# Run X apps remotely on another FreeBSD box



## Doug (Jan 21, 2011)

Hello and thanks in advance for any help.

Remote X Applications

I would like to run the kmail appliation on the desktop machine from my laptop.

From what I have read in the posts there seems to be two ways to do it. 
Over ssh and another way using xhosts and Display settings. 

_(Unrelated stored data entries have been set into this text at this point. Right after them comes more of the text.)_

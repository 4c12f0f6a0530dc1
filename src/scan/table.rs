//! Textual table-block detection and structural pairing.

use super::pair_by_position;
use crate::error::{Error, Result};
use crate::model::{StructuralTable, Table};
use regex::Regex;

/// Detector for column-aligned Markdown table blocks.
///
/// A block is one-or-more `|...|` rows, a single separator row made of
/// `|`, `-`, `:`, and spaces, then one-or-more further `|...|` rows.
/// Every row must be newline-terminated.
pub struct TableScanner {
    block_regex: Regex,
}

impl TableScanner {
    /// Compile the table-block pattern.
    pub fn new() -> Result<Self> {
        let block_regex = Regex::new(r"(?:\|[^\n]*\|\n)+(?:\|[-:| ]*\|\n)(?:\|[^\n]*\|\n)+")
            .map_err(|e| Error::Extraction(e.to_string()))?;
        Ok(Self { block_regex })
    }

    /// Find textual table blocks in document order.
    pub fn find_blocks(&self, text: &str) -> Vec<String> {
        self.block_regex
            .find_iter(text)
            .map(|m| m.as_str().to_string())
            .collect()
    }

    /// Pair textual blocks with structural tables by position.
    ///
    /// Every structural entry yields exactly one output table; entries
    /// without a textual match at their position get `content: None`.
    pub fn reconcile(&self, text: &str, structural: &[StructuralTable]) -> Vec<Table> {
        let blocks = self.find_blocks(text);
        if blocks.len() != structural.len() {
            log::debug!(
                "table count mismatch: {} textual vs {} structural",
                blocks.len(),
                structural.len()
            );
        }
        pair_by_position(structural, blocks, |s, content| {
            Table::from_structural(s, content)
        })
    }
}
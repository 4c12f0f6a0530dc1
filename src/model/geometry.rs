//! Page geometry types.

use serde::{Deserialize, Serialize};

/// An axis-aligned bounding box in page coordinates.
///
/// Serialized as the 4-element array `[x0, y0, x1, y1]` the extraction
/// engine emits.
#[derive(Debug, Clone, Copy, PartialEq, Serialize, Deserialize)]
#[serde(from = "[f32; 4]", into = "[f32; 4]")]
pub struct BoundingBox {
    /// Left edge
    pub x0: f32,
    /// Top edge
    pub y0: f32,
    /// Right edge
    pub x1: f32,
    /// Bottom edge
    pub y1: f32,
}

impl BoundingBox {
    /// Create a bounding box from its corner coordinates.
    pub fn new(x0: f32, y0: f32, x1: f32, y1: f32) -> Self {
        Self { x0, y0, x1, y1 }
    }

    /// Width of the box.
    pub fn width(&self) -> f32 {
        self.x1 - self.x0
    }

    /// Height of the box.
    pub fn height(&self) -> f32 {
        self.y1 - self.y0
    }

    /// Area of the box.
    pub fn area(&self) -> f32 {
        self.width() * self.height()
    }
}

impl From<[f32; 4]> for BoundingBox {
    fn from(v: [f32; 4]) -> Self {
        Self::new(v[0], v[1], v[2], v[3])
    }
}

impl From<BoundingBox> for [f32; 4] {
    fn from(b: BoundingBox) -> Self {
        [b.x0, b.y0, b.x1, b.y1]
    }
}

#[cfg(test)]
mod tests {
    use super::*;

    #[test]
    fn test_dimensions() {
        let bbox = BoundingBox::new(10.0, 20.0, 110.0, 70.0);
        assert_eq!(bbox.width(), 100.0);
        assert_eq!(bbox.height(), 50.0);
        assert_eq!(bbox.area(), 5000.0);
    }

    #[test]
    fn test_serializes_as_array() {
        let bbox = BoundingBox::new(1.0, 2.0, 3.0, 4.0);
        let json = serde_json::to_string(&bbox).unwrap();
        assert_eq!(json, "[1.0,2.0,3.0,4.0]");

        let back: BoundingBox = serde_json::from_str("[1.0,2.0,3.0,4.0]").unwrap();
        assert_eq!(back, bbox);
    }
}
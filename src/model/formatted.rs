//! The assembled per-page result.

use super::PageElements;
use serde::{Deserialize, Serialize};
use std::path::PathBuf;

/// Metadata describing where a formatted page came from.
#[derive(Debug, Clone, PartialEq, Eq, Serialize, Deserialize)]
pub struct PageMetadata {
    /// Path of the source document
    pub source_path: PathBuf,

    /// Page number (1-indexed)
    pub page_number: u32,

    /// Total number of pages in the source document
    pub page_count: u32,

    /// Character length of the final page text (post-rewrite)
    pub text_length: usize,
}

/// One fully annotated page: metadata, elements, the (possibly
/// rewritten) text, and the derived signals.
///
/// Created fresh per page by the assembler and never mutated afterwards.
#[derive(Debug, Clone, Serialize, Deserialize)]
pub struct FormattedPage {
    /// Page provenance and size
    pub metadata: PageMetadata,

    /// Annotated elements found on the page
    pub elements: PageElements,

    /// Final page text; in reference mode, inline Markdown images are
    /// replaced with `[IMAGE](<hash>)` tokens
    pub text: String,

    /// Token count of the final text
    pub tokens: usize,

    /// ISO 639-1 language code, or `None` when detection failed or the
    /// page is blank
    pub language: Option<String>,
}

impl FormattedPage {
    /// Serialize to a compact JSON string.
    pub fn to_json(&self) -> crate::error::Result<String> {
        Ok(serde_json::to_string(self)?)
    }

    /// Serialize to a pretty-printed JSON string.
    pub fn to_json_pretty(&self) -> crate::error::Result<String> {
        Ok(serde_json::to_string_pretty(self)?)
    }
}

I have managed to get the ssh method working for a test using xcalc but I cannot run Firefox or kmail which are the applications I really want. So I would like to persue the non ssh method. I realise the example below is not very secure but I will tighten it up once I can get it working.

If I run the command "kmail" in an xterm on the desktop machine kmail starts OK. But I cannot seem to get it to diaplay remotely on the laptop.

Two machines  - 
Desktop 10.1.1.1 
FreeBSD 8.1-RELEASE
KDE4 running with 6 desktop windows
X.Org X Server 1.7.5

Laptop 10.1.1.77
FreeBSD 7.3
KDE 4 running with 4 desktop windows
X.Org X Server 1.6.0

On Laptop (10.1.1.77) I issue the command
`$xhost +`
Very insecure I know.

Check it with
[cmd=]$ xhost[/cmd]
access control disabled, clients can connect from any host

On Desktop I issue the commands:
`$export DISPLAY=10.1.1.77:0.0`
(using /bin/sh)

Check it with:

```
$ set | grep DISP
DISPLAY=10.1.1.77:0:0
$ xcalc &
$ Error: Can't open display: 10.1.1.77:0:0
```



```
ps waux | grep X
root        1572  0.4 18.2 392940 376604  ??  S    10:03AM  15:20.44 /usr/local/bin/X -br -quiet -nolisten tcp :0 -auth /0
```

I have seen a lot of comments on posts about the nolisten option setting on X but I have not found any way to disable it or confirmed it is an issue with the software versions I am running. It exists in /usr/local/kde4/share/config/kdm/kdmrc

```
ServerArgsLocal=-nolisten tcp
```
 but the file seems to get rewritten each reboot.

Thanks in advance


----------



## SirDice (Jan 21, 2011)

You need to have an X server on your laptop for the application to connect to. For added security stick to the ssh method. Post the problems you are having with that.

The *nolisten* flag on X is for XDMCP. XDMCP is similar to Terminal Services on Windows. A different way of working remote.


----------



## Doug (Jan 21, 2011)

Howdy - thanks

I thought I would have had a X server running as I am running KDE desktop on the laptop which I thought would need an X server to run. (I may be wrong).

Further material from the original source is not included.